Catroga responde a Vítor Gaspar: “Ouvi-o como a meia dúzia de outros economistas. Só isso”

Eduardo Catroga
Eduardo Catroga

Eduardo Catroga reagiu esta terça-feira às afirmações de Vítor Gaspar no livro de Maria João Avillez e garante que o antigo ministro das Finanças não contribuiu, nem para as reuniões do PSD com a troika, nem para a elaboração do programa eleitoral dos sociais-democratas para as legislativas de 2011.

No livro – que chega esta terça-feira às livrarias (“Vítor Gaspar”, D. Quixote) -, Vítor Gaspar diz que teve a “iniciativa de conversar com Eduardo Catroga” em 2011 porque lhe “parecera que a nível político, no PSD, havia uma consciência muito imperfeita sobre como funcionavam negociações financeiras internacionais”.

Catroga, no entanto, tem uma versão diferente dos factos, como explicou ao Dinheiro Vivo. O ex-ministro de Cavaco Silva afirma que se encontrou por diversas vezes com o economista, sim, que este apresentou algumas propostas para o programa eleitoral do PSD, mas que não foram usadas posteriormente.

“Ouvi meia dúzia de economistas, em relação ao capítulo da política económica e financeira, incluindo Vítor Gaspar, mas nada mais do que isso”, sublinha. “Sim, o Vítor Gaspar deu-me conselhos, como deu o Miguel Cadilhe, como deu o Nogueira Leite, como deram vários economistas a quem eu na altura dei um draft do meu capítulo da política económica e financeira”, explica Eduardo Catroga.

Leia também: Gaspar corrigiu Catroga e ficou com as Finanças

O atual chairman da EDP garante que não utilizou nenhuma das sugestões de Vítor Gaspar: “Não, absolutamente nada.”

No livro, uma série de entrevistas dadas a Maria João Avillez, Vítor Gaspar diz que convidou Eduardo Catroga para almoçar, mas o gestor tem uma versão diferente. “Fui eu que convidei o Vítor Gaspar para almoçar e depois tive mais uma ou duas conversas com ele, mas a sua contribuição não foi nada de relevante”, diz o antigo responsável pelas Finanças de Cavaco Silva.

O encontro aconteceu por intermédio de Orlando Caliço, amigo comum, antigo secretário de Estado do Orçamento de Santana Lopes.

“Ele não deu assim nenhuma contribuição relevante.

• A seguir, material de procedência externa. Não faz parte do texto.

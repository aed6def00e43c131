//! Domain Models
//!
//! Market indicators and alert notifications.
//! Uses `rust_decimal` for all prices and indicator values - never use f64 for money!

use assistant_core::{AlertChannel, AlertRule};
use chrono::{DateTime, Utc};
use rust_decimal::Decimal;
use serde::{Deserialize, Serialize};
use uuid::Uuid;

/// Current technical indicators for one asset
#[derive(Clone, Debug, PartialEq, Eq, Serialize, Deserialize)]
pub struct Indicators {
    /// Ticker symbol (e.g., "BTC")
    pub symbol: String,

    /// Last close in USD
    pub price: Decimal,

    /// Relative Strength Index (0-100)
    pub rsi: Decimal,

    /// 20-period Exponential Moving Average
    pub ema: Decimal,

    pub fetched_at: DateTime<Utc>,
}

impl Indicators {
    pub fn new(symbol: impl Into<String>, price: Decimal, rsi: Decimal, ema: Decimal) -> Self {
        Self {
            symbol: symbol.into().to_uppercase(),
            price,
            rsi,
            ema,
            fetched_at: Utc::now(),
        }
    }
}

/// Close and RSI history, oldest first
#[derive(Clone, Debug, Default, PartialEq, Eq, Serialize, Deserialize)]
pub struct IndicatorSeries {
    pub closes: Vec<Decimal>,
    pub rsi: Vec<Decimal>,
}

impl IndicatorSeries {
    pub fn len(&self) -> usize {
        self.closes.len().min(self.rsi.len())
    }

    pub fn is_empty(&self) -> bool {
        self.len() == 0
    }
}

#[derive(Clone, Copy, Debug, PartialEq, Eq, Serialize, Deserialize)]
#[serde(rename_all = "lowercase")]
pub enum DivergenceKind {
    /// Price falling while RSI rises
    Bullish,
    /// Price rising while RSI falls
    Bearish,
}

/// Outcome of comparing price and RSI direction over the lookback window
#[derive(Clone, Debug, PartialEq, Eq, Serialize, Deserialize)]
pub struct Divergence {
    /// `None` when both move the same way
    pub kind: Option<DivergenceKind>,
    /// Latest close
    pub price: Decimal,
    /// Latest RSI
    pub rsi: Decimal,
}

impl Divergence {
    pub fn is_present(&self) -> bool {
        self.kind.is_some()
    }
}

/// Everything a condition can be evaluated against
#[derive(Clone, Debug, PartialEq, Eq)]
pub struct MarketSnapshot {
    pub indicators: Indicators,
    /// Only fetched for divergence conditions
    pub divergence: Option<Divergence>,
}

impl From<Indicators> for MarketSnapshot {
    fn from(indicators: Indicators) -> Self {
        Self {
            indicators,
            divergence: None,
        }
    }
}

/// A triggered alert, ready for delivery
#[derive(Clone, Debug, PartialEq, Eq, Serialize, Deserialize)]
pub struct AlertNotification {
    pub rule_id: Uuid,
    pub user_id: String,
    pub title: String,
    pub message: String,
    pub channels: Vec<AlertChannel>,
}

impl AlertNotification {
    pub fn for_rule(rule: &AlertRule, snapshot: &MarketSnapshot) -> Self {
        let ind = &snapshot.indicators;
        let mut message = format!(
            "{coin} has met the condition: {cond} (threshold: {threshold})\n\
             Current values:\n\
             - Price: ${price:.2}\n\
             - RSI: {rsi:.2}\n\
             - EMA: {ema:.2}",
            coin = rule.coin,
            cond = rule.condition,
            threshold = rule.threshold,
            price = ind.price,
            rsi = ind.rsi,
            ema = ind.ema,
        );
        if let Some(kind) = snapshot.divergence.as_ref().and_then(|d| d.kind) {
            let label = match kind {
                DivergenceKind::Bullish => "bullish",
                DivergenceKind::Bearish => "bearish",
            };
            message.push_str(&format!("\n- Divergence: {label}"));
        }

        Self {
            rule_id: rule.id,
            user_id: rule.user_id.clone(),
            title: format!("Alert Triggered: {}", rule.coin),
            message,
            channels: rule.channels.clone(),
        }
    }
}

#[cfg(test)]
mod tests {
    use super::*;
    use assistant_core::{AlertCondition, ConditionKind, NewAlertRule};
    use rust_decimal_macros::dec;

    #[test]
    fn test_notification_format() {
        let rule = NewAlertRule {
            coin: "BTC".into(),
            condition: AlertCondition::recurring(ConditionKind::PriceAbove),
            threshold: dec!(45000),
            channels: vec![AlertChannel::Chat],
        }
        .into_rule("u1");
        let indicators = Indicators::new("BTC", dec!(46000), dec!(61.234), dec!(45500.5));
        let snapshot = MarketSnapshot::from(indicators);

        let n = AlertNotification::for_rule(&rule, &snapshot);
        assert_eq!(n.title, "Alert Triggered: BTC");
        assert_eq!(
            n.message,
            "BTC has met the condition: price_above (threshold: 45000)\n\
             Current values:\n\
             - Price: $46000.00\n\
             - RSI: 61.23\n\
             - EMA: 45500.50"
        );
    }
}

Portanto, não deu nenhuma contribuição inédita, digamos assim, nada de inovador, que já não estivesse no programa eleitoral do PSD”, acrescenta.

Eduardo Catroga rejeita categoricamente que o PSD ou o CDS tenham negociado com a troika. “Quem negociou foi o governo socialista, não houve qualquer negociação envolvendo o PSD ou o CDS, isso está claro”, diz.

Vítor Gaspar afirma, no entanto, que conversou com Eduardo Catroga sobre as negociações com a troika. “Pareceu-me que para ele desempenhar bem o papel que estava a fazer – de enorme mérito! – necessitava de informação mais detalhada, mais profunda, mais precisa sobre a forma como funcionavam as negociações internacionais”, afirma na entrevista a Maria João Avillez, o ex-ministro das Finanças de Passos Coelho.

Na altura, o nome de Eduardo Catroga foi apontado como um dos favoritos para assumir a pasta das Finanças, o que acabou por não acontecer. “Era mera especulação”, explica o atual chairman da EDP. “Quando aceitei a missão de fazer uma proposta para um programa eleitoral do PSD, disse logo ao então presidente do partido que não estava disponível para ir para o governo. Ia fazer 70 anos. Passos Coelho, apesar de tudo, insistiu para eu ir para o governo, mas não para as Finanças. Era para a Economia.”, diz.

“Para ministro das Finanças, Passos Coelho concentrou-se primeiro noutra alternativa e depois é que se lembrou do Vítor Gaspar. Alías, à data nem sequer o conhecia, nem nunca tinha conversado com ele”, adianta Eduardo Catroga. O nome do antigo conselheiro do BCE foi então sugerido por Eduardo Catroga a Pedro Passos Coelho. “A brincar, até disse a Passos Coelho que ‘o Vítor Gaspar é um homem com características para as Finanças’.”

“Também o disse no círculo interno, ao Carlos Moedas e a outros. Depois a decisão ficou concentrada noutras pessoas.O primeiro-ministro tinha que resolver aquele problema e parece que, antes de falar [com Vítor Gaspar], escolheu um amigo dele, o António Borges, para o sondar”, conta.